Une fois fondu, le gel solubilisé est ajouté à un microtube colonne et la solution est centrifugée, ce qui aura pour effet de coller l'ADN et les autres particules au filtre.

Ensuite, l'ADN lié est lavé, grâce à l'ajout de 70% d'éthanol au filtre, suivi d’une centrifugation qui va retirer les impuretés résiduelles du filtre. L'écoulement à travers le filtre est rejeté, et cette étape de nettoyage est généralement répétée jusqu'à trois fois. Le filtre vide est à nouveau centrifugé pour retirer l'éthanol résiduel, et le filtre de silice est seché à température ambiante. De l'eau ou un tampon d'élution est ajouté au filtre, et avec un autre tour de centrifugation, l'ADN purifié est collecté au fond du tube.

La méthode que vous venez de voir s'applique à la purification sur gel avec des filtres de silice dans des microtubes colonne. D'autres méthodes existent qui utilisent les mêmes principes de base d'ADN lié à la silice suivi par les étapes de lavage et d'élution. Par exemple, la silice peut être mélangée avec de l'ADN dans une suspension appelée “glassmilk”, qui peut être granulée et lavée, et plus tard éluée. D’autre part, on peut utiliser une succion pour sortir l'ADN à travers les filtres de silice, avant de l'éluer. Soyez certain de comprendre les procédures de purification de votre gel de labo.

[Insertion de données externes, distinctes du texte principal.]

//! Output formatting utilities for text, JSON, and CSV output.

use anyhow::Result;
use serde::Serialize;
use tabled::builder::Builder;
use time::format_description::well_known::Rfc3339;
use time::macros::format_description;
use time::{Duration, OffsetDateTime};
use uuid::Uuid;

use cgm_core::CoreEvent;
use cgm_store::GlucoseStats;
use cgm_types::{CalibratedGlucose, CustomCalibrationPoint, GlucoseType, Sensor};

use crate::style;

/// Maximum rows in text tables.
const MAX_TEXT_ROWS: usize = 48;

/// Formatting options for output.
#[derive(Debug, Clone, Copy, Default)]
pub struct FormatOptions {
    /// Disable colored output.
    pub no_color: bool,
    /// Omit header row in CSV output.
    pub no_header: bool,
    /// Use compact JSON output (no pretty-printing).
    pub compact: bool,
}

impl FormatOptions {
    pub fn new(no_color: bool) -> Self {
        Self {
            no_color,
            ..Default::default()
        }
    }

    /// Create with no_header option for CSV output.
    pub fn with_no_header(mut self, no_header: bool) -> Self {
        self.no_header = no_header;
        self
    }

    /// Create with compact JSON option.
    pub fn with_compact(mut self, compact: bool) -> Self {
        self.compact = compact;
        self
    }

    /// Serialize value to JSON string, respecting compact option.
    pub fn as_json<T: serde::Serialize>(&self, value: &T) -> Result<String> {
        let json = if self.compact {
            serde_json::to_string(value)?
        } else {
            serde_json::to_string_pretty(value)?
        };
        Ok(json + "\n")
    }
}

/// Escape a string for CSV output.
/// Wraps the value in quotes if it contains commas, quotes, or newlines.
/// Double quotes are escaped by doubling them.
#[must_use]
pub fn csv_escape(s: &str) -> String {
    if s.contains(',') || s.contains('"') || s.contains('\n') || s.contains('\r') {
        format!("\"{}\"", s.replace('"', "\"\""))
    } else {
        s.to_string()
    }
}

/// RFC 3339 timestamp, empty on failure.
#[must_use]
pub fn format_timestamp(at: OffsetDateTime) -> String {
    at.format(&Rfc3339).unwrap_or_default()
}

/// `YYYY-MM-DD HH:MM`
#[must_use]
pub fn format_timestamp_short(at: OffsetDateTime) -> String {
    at.format(format_description!("[year]-[month]-[day] [hour]:[minute]"))
        .unwrap_or_else(|_| "Unknown".to_string())
}

/// Minutes as `13d 4h`, `4h 05m` or `12m`.
#[must_use]
pub fn format_minutes(minutes: u32) -> String {
    let days = minutes / 1440;
    let hours = (minutes % 1440) / 60;
    let mins = minutes % 60;
    if days > 0 {
        format!("{}d {}h", days, hours)
    } else if hours > 0 {
        format!("{}h {:02}m", hours, mins)
    } else {
        format!("{}m", mins)
    }
}

/// How long ago `at` was, relative to `now`.
#[must_use]
pub fn format_ago(at: OffsetDateTime, now: OffsetDateTime) -> String {
    let elapsed = now - at;
    if elapsed < Duration::minutes(1) {
        "just now".to_string()
    } else {
        format!("{} ago", format_minutes(elapsed.whole_minutes() as u32))
    }
}

fn glucose_type_label(kind: GlucoseType) -> &'static str {
    match kind {
        GlucoseType::Cgm => "sensor",
        GlucoseType::Bgm => "blood",
    }
}

// ============================================================================
// History formatting
// ============================================================================

pub fn format_history_text(values: &[CalibratedGlucose], opts: &FormatOptions) -> String {
    if values.is_empty() {
        return "No glucose values found.\n".to_string();
    }

    let mut output = format!("History ({} values):\n\n", values.len());
    let mut builder = Builder::default();
    builder.push_record(["Time", "Glucose", "Trend", "Change/min", "Source"]);

    for value in values.iter().take(MAX_TEXT_ROWS) {
        let glucose = if value.is_valid() {
            style::format_glucose_colored(value.glucose_value, opts.no_color)
        } else {
            value.quality.to_string()
        };
        builder.push_record([
            format_timestamp_short(value.timestamp),
            glucose,
            style::format_trend(value.trend, opts.no_color),
            value
                .minute_change
                .map(|c| format!("{:+.1}", c))
                .unwrap_or_default(),
            glucose_type_label(value.glucose_type).to_string(),
        ]);
    }

    let mut table = builder.build();
    style::apply_table_style(&mut table, opts.no_color);
    output.push_str(&table.to_string());
    output.push('\n');

    if values.len() > MAX_TEXT_ROWS {
        output.push_str(&format!(
            "... and {} more values\n",
            values.len() - MAX_TEXT_ROWS
        ));
        output.push_str("(Use --format csv or --format json for full data)\n");
    }
    output
}

#[must_use]
pub fn format_history_csv(values: &[CalibratedGlucose], opts: &FormatOptions) -> String {
    let mut output = if opts.no_header {
        String::new()
    } else {
        "timestamp,glucose_mg_dl,raw_value,minute_change,trend,source,quality\n".to_string()
    };
    for value in values {
        output.push_str(&format!(
            "{},{},{},{},{},{},{}\n",
            format_timestamp(value.timestamp),
            value.glucose_value.map(|v| v.to_string()).unwrap_or_default(),
            value.raw_value.map(|v| format!("{:.2}", v)).unwrap_or_default(),
            value
                .minute_change
                .map(|v| format!("{:.2}", v))
                .unwrap_or_default(),
            csv_escape(&value.trend.to_string()),
            glucose_type_label(value.glucose_type),
            csv_escape(&value.quality.to_string()),
        ));
    }
    output
}

#[derive(Debug, Serialize)]
struct GlucoseJson {
    id: Uuid,
    timestamp: String,
    glucose_mg_dl: Option<i32>,
    #[serde(skip_serializing_if = "Option::is_none")]
    raw_value: Option<f64>,
    #[serde(skip_serializing_if = "Option::is_none")]
    minute_change: Option<f64>,
    trend: String,
    source: &'static str,
    quality: String,
}

impl From<&CalibratedGlucose> for GlucoseJson {
    fn from(value: &CalibratedGlucose) -> Self {
        Self {
            id: value.id,
            timestamp: format_timestamp(value.timestamp),
            glucose_mg_dl: value.glucose_value,
            raw_value: value.raw_value,
            minute_change: value.minute_change,
            trend: value.trend.to_string(),
            source: glucose_type_label(value.glucose_type),
            quality: value.quality.to_string(),
        }
    }
}

pub fn format_history_json(values: &[CalibratedGlucose], opts: &FormatOptions) -> Result<String> {
    let records: Vec<GlucoseJson> = values.iter().map(GlucoseJson::from).collect();
    opts.as_json(&records)
}

// ============================================================================
// Status formatting
// ============================================================================

/// Everything `cgm status` shows.
#[derive(Debug, Clone)]
pub struct StatusView {
    pub sensor: Option<Sensor>,
    pub unlock_count: u32,
    pub latest: Option<CalibratedGlucose>,
    pub stats: GlucoseStats,
    pub now: OffsetDateTime,
}

pub fn format_status_text(view: &StatusView, opts: &FormatOptions) -> String {
    let mut output = String::new();

    match &view.sensor {
        Some(sensor) => {
            output.push_str(&style::format_title(
                &format!("Sensor {}", sensor.serial),
                opts.no_color,
            ));
            output.push('\n');
            output.push_str(&format!("  Type:         {}\n", sensor.sensor_type));
            output.push_str(&format!("  State:        {}\n", sensor.state));
            output.push_str(&format!("  Age:          {}\n", format_minutes(sensor.age)));
            output.push_str(&format!(
                "  Remaining:    {}\n",
                format_minutes(sensor.remaining_minutes())
            ));
            output.push_str(&format!(
                "  Started:      {}\n",
                format_timestamp_short(sensor.start_timestamp)
            ));
            output.push_str(&format!(
                "  Calibration:  {} custom point(s)\n",
                sensor.custom_calibration.len()
            ));
            output.push_str(&format!("  Unlock count: {}\n", view.unlock_count));
        }
        None => {
            output.push_str(&style::format_info(
                "No sensor paired. Run `cgm simulate` to pair a virtual sensor.",
                opts.no_color,
            ));
            output.push('\n');
        }
    }

    output.push('\n');
    match &view.latest {
        Some(latest) => {
            output.push_str(&format!(
                "  Glucose:      {} {} ({})\n",
                style::format_glucose_colored(latest.glucose_value, opts.no_color),
                style::format_trend(latest.trend, opts.no_color),
                format_ago(latest.timestamp, view.now)
            ));
        }
        None => output.push_str("  Glucose:      no readings\n"),
    }

    if let (Some(mean), Some(tir)) = (view.stats.mean, view.stats.time_in_range) {
        output.push_str(&format!(
            "  Last 24h:     mean {:.0} mg/dL, {:.0}% in range, {} values\n",
            mean, tir, view.stats.count
        ));
    }
    output
}

/// Just the latest value and trend.
#[must_use]
pub fn format_status_brief(view: &StatusView, opts: &FormatOptions) -> String {
    match view.latest.as_ref().and_then(|l| l.glucose_value.map(|v| (v, l.trend))) {
        Some((value, trend)) => format!("{} {}\n", value, style::format_trend(trend, opts.no_color)),
        None => "---\n".to_string(),
    }
}

pub fn format_status_json(view: &StatusView, opts: &FormatOptions) -> Result<String> {
    #[derive(Serialize)]
    struct SensorJson<'a> {
        serial: &'a str,
        sensor_type: String,
        state: String,
        age_minutes: u32,
        remaining_minutes: u32,
        started: String,
        calibration_points: usize,
    }

    #[derive(Serialize)]
    struct StatusJson<'a> {
        sensor: Option<SensorJson<'a>>,
        unlock_count: u32,
        latest: Option<GlucoseJson>,
        stats: &'a GlucoseStats,
    }

    let status = StatusJson {
        sensor: view.sensor.as_ref().map(|s| SensorJson {
            serial: &s.serial,
            sensor_type: s.sensor_type.to_string(),
            state: s.state.to_string(),
            age_minutes: s.age,
            remaining_minutes: s.remaining_minutes(),
            started: format_timestamp(s.start_timestamp),
            calibration_points: s.custom_calibration.len(),
        }),
        unlock_count: view.unlock_count,
        latest: view.latest.as_ref().map(GlucoseJson::from),
        stats: &view.stats,
    };
    opts.as_json(&status)
}

// ============================================================================
// Calibration formatting
// ============================================================================

pub fn format_calibration_text(points: &[CustomCalibrationPoint], opts: &FormatOptions) -> String {
    if points.is_empty() {
        return "No custom calibration points.\n".to_string();
    }
    let mut builder = Builder::default();
    builder.push_record(["Id", "Time", "Sensor", "Reference"]);
    for point in points {
        builder.push_record([
            point.id.to_string(),
            format_timestamp_short(point.timestamp),
            format!("{:.1}", point.x),
            format!("{:.1}", point.y),
        ]);
    }
    let mut table = builder.build();
    style::apply_table_style(&mut table, opts.no_color);
    format!("{}\n", table)
}

#[must_use]
pub fn format_calibration_csv(points: &[CustomCalibrationPoint], opts: &FormatOptions) -> String {
    let mut output = if opts.no_header {
        String::new()
    } else {
        "id,timestamp,sensor_value,reference_value\n".to_string()
    };
    for point in points {
        output.push_str(&format!(
            "{},{},{:.2},{:.2}\n",
            point.id,
            format_timestamp(point.timestamp),
            point.x,
            point.y
        ));
    }
    output
}

pub fn format_calibration_json(
    points: &[CustomCalibrationPoint],
    opts: &FormatOptions,
) -> Result<String> {
    opts.as_json(&points)
}

// ============================================================================
// Event formatting (simulate)
// ============================================================================

/// One line per event; `None` for events not worth a line.
pub fn format_event_text(event: &CoreEvent, opts: &FormatOptions) -> Option<String> {
    let line = match event {
        CoreEvent::SensorPaired { sensor } => style::format_success(
            &format!("Paired {} ({}, {})", sensor.serial, sensor.sensor_type, sensor.state),
            opts.no_color,
        ),
        CoreEvent::ConnectionStateChanged { state } => format!(
            "Connection: {}",
            style::format_connection_state(*state, opts.no_color)
        ),
        CoreEvent::SensorAgeChanged { age, state } => {
            format!("Sensor age {} ({})", format_minutes(*age), state)
        }
        CoreEvent::GlucoseAdded { values } => {
            let latest = values.iter().rev().find(|v| v.is_valid())?;
            format!(
                "{}  {} {}  (+{} value{})",
                format_timestamp_short(latest.timestamp),
                style::format_glucose_colored(latest.glucose_value, opts.no_color),
                style::format_trend(latest.trend, opts.no_color),
                values.len(),
                if values.len() == 1 { "" } else { "s" }
            )
        }
        CoreEvent::MissedReading { count } => style::format_warning(
            &format!("Missed reading ({} in a row)", count),
            opts.no_color,
        ),
        CoreEvent::ConnectionError {
            message,
            is_critical,
            ..
        } => style::format_warning(
            &format!(
                "{}{}",
                if *is_critical { "Critical: " } else { "" },
                message
            ),
            opts.no_color,
        ),
        _ => return None,
    };
    Some(line + "\n")
}

/// One JSON object per line.
pub fn format_event_json(event: &CoreEvent) -> Result<String> {
    Ok(serde_json::to_string(event)? + "\n")
}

Maintenant que vous avez appris comment récupérer l'ADN à partir des gels d'agarose, examinons quelques applications actuelles qui utilisent l'ADN obtenu par purification sur gel.

Par exemple, la purification sur gel est une étape intermédiaire de l'immunoprécipitation de chromatine, une technique qui vise à isoler les protéines de régulation qui empaquetent l'ADN génomique, en vue d'identifier quelles séquences sont régulées. Les fragments isolés sont purifiés sur gel et séquencés, en vue d'être cartographiés dans les régions chromosomiques individuelles.

Le sous-clonage – le processus de déplacement d'un gène d'un vecteur vers un autre – peut impliquer la purification sur gel. Par exemple, les séquences de gène d'un vecteur peuvent être digérées depuis une construction, et assemblées dans des séquences chimériques via PCR, après quoi elles sont purifiées sur gel et placées dans d'autres constructions.

L'utilisation la plus simple de la purification à partir de gel est peut-être son utilisation après un stockage à long terme à -80 °C de bandes d'ADN coupées suite à une électrophorèse.

Vous venez d'étudier comment extraire les fragments d'ADN depuis un gel d'agarose, les variations de procédures d'attaches, de lavages, et d'élution suivis par les préférences d'utilisateurs individuels. Enfin, vous avez appris certaines utilisations possibles de cette méthode. Comme toujours, merci pour votre attention!